◆ Exercise prompt:
The response must contain each line of the material that holds "users".

□ □ □ □

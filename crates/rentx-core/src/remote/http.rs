//! HTTP implementation of the remote gateway.

use std::time::Duration;

use reqwest::{Client, Method, RequestBuilder, StatusCode};
use serde::de::DeserializeOwned;
use serde::Deserialize;

use crate::models::{Car, Checkpoint, PullResponse, RentalRequest, TableChanges, User};
use crate::util::{compact_text, is_http_url, normalize_text_option};

use super::{GatewayError, GatewayResult, RemoteGateway};

#[derive(Clone)]
pub struct HttpGateway {
    base_url: String,
    client: Client,
    access_token: Option<String>,
}

impl std::fmt::Debug for HttpGateway {
    fn fmt(&self, formatter: &mut std::fmt::Formatter<'_>) -> std::fmt::Result {
        formatter
            .debug_struct("HttpGateway")
            .field("base_url", &self.base_url)
            .field(
                "access_token",
                &self.access_token.as_ref().map(|_| "[REDACTED]"),
            )
            .finish_non_exhaustive()
    }
}

impl HttpGateway {
    /// Build a gateway for `base_url`; every request is bounded by `timeout`
    pub fn new(base_url: impl Into<String>, timeout: Duration) -> GatewayResult<Self> {
        let base_url = normalize_base_url(base_url.into())?;
        Ok(Self {
            base_url,
            client: Client::builder().timeout(timeout).build()?,
            access_token: None,
        })
    }

    /// Attach the bearer token issued by the auth collaborator
    #[must_use]
    pub fn with_access_token(mut self, access_token: Option<String>) -> Self {
        self.access_token = normalize_text_option(access_token);
        self
    }

    pub fn base_url(&self) -> &str {
        &self.base_url
    }

    /// `POST /rentals`; a foreground action outside the sync protocol
    pub async fn create_rental(&self, rental: &RentalRequest) -> GatewayResult<()> {
        let request = self.request(Method::POST, "/rentals").json(rental);
        self.send_empty(request).await
    }

    fn request(&self, method: Method, path: &str) -> RequestBuilder {
        let request = self
            .client
            .request(method, format!("{}{path}", self.base_url))
            .header(reqwest::header::ACCEPT, "application/json");
        match &self.access_token {
            Some(token) => request.bearer_auth(token),
            None => request,
        }
    }

    async fn send_json<T: DeserializeOwned>(&self, request: RequestBuilder) -> GatewayResult<T> {
        let response = request.send().await?;
        if !response.status().is_success() {
            return Err(status_error(response).await);
        }
        let body = response.bytes().await?;
        Ok(serde_json::from_slice(&body)?)
    }

    async fn send_empty(&self, request: RequestBuilder) -> GatewayResult<()> {
        let response = request.send().await?;
        if !response.status().is_success() {
            return Err(status_error(response).await);
        }
        Ok(())
    }
}

impl RemoteGateway for HttpGateway {
    async fn pull(&self, checkpoint: Checkpoint) -> GatewayResult<PullResponse> {
        let request = self
            .request(Method::GET, "/cars/sync/pull")
            .query(&[("lastPulledVersion", checkpoint.version())]);
        self.send_json(request).await
    }

    async fn push(&self, users: &TableChanges<User>) -> GatewayResult<()> {
        let request = self.request(Method::POST, "/users/sync").json(users);
        self.send_empty(request).await
    }

    async fn fetch_detail(&self, car_id: &str) -> GatewayResult<Car> {
        let path = format!("/cars/{}", urlencoding::encode(car_id));
        self.send_json(self.request(Method::GET, &path)).await
    }
}

#[derive(Debug, Deserialize)]
struct ApiErrorBody {
    error: Option<String>,
    message: Option<String>,
}

async fn status_error(response: reqwest::Response) -> GatewayError {
    let status = response.status();
    let body = response.text().await.unwrap_or_default();
    GatewayError::Status {
        status: status.as_u16(),
        message: parse_api_error(status, &body),
    }
}

fn parse_api_error(status: StatusCode, body: &str) -> String {
    if let Ok(payload) = serde_json::from_str::<ApiErrorBody>(body) {
        if let Some(message) = payload.message.or(payload.error) {
            return compact_text(&message);
        }
    }

    let trimmed = compact_text(body);
    if trimmed.is_empty() {
        status
            .canonical_reason()
            .unwrap_or("request failed")
            .to_string()
    } else {
        trimmed
    }
}

fn normalize_base_url(raw: String) -> GatewayResult<String> {
    let url = normalize_text_option(Some(raw)).ok_or_else(|| {
        GatewayError::InvalidConfiguration("base URL must not be empty".to_string())
    })?;
    if is_http_url(&url) {
        Ok(url.trim_end_matches('/').to_string())
    } else {
        Err(GatewayError::InvalidConfiguration(
            "base URL must include http:// or https://".to_string(),
        ))
    }
}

□ □ □ □

◆ Problem solution:
    async fn push(&self, users: &TableChanges<User>) -> GatewayResult<()> {
        let request = self.request(Method::POST, "/users/sync").json(users);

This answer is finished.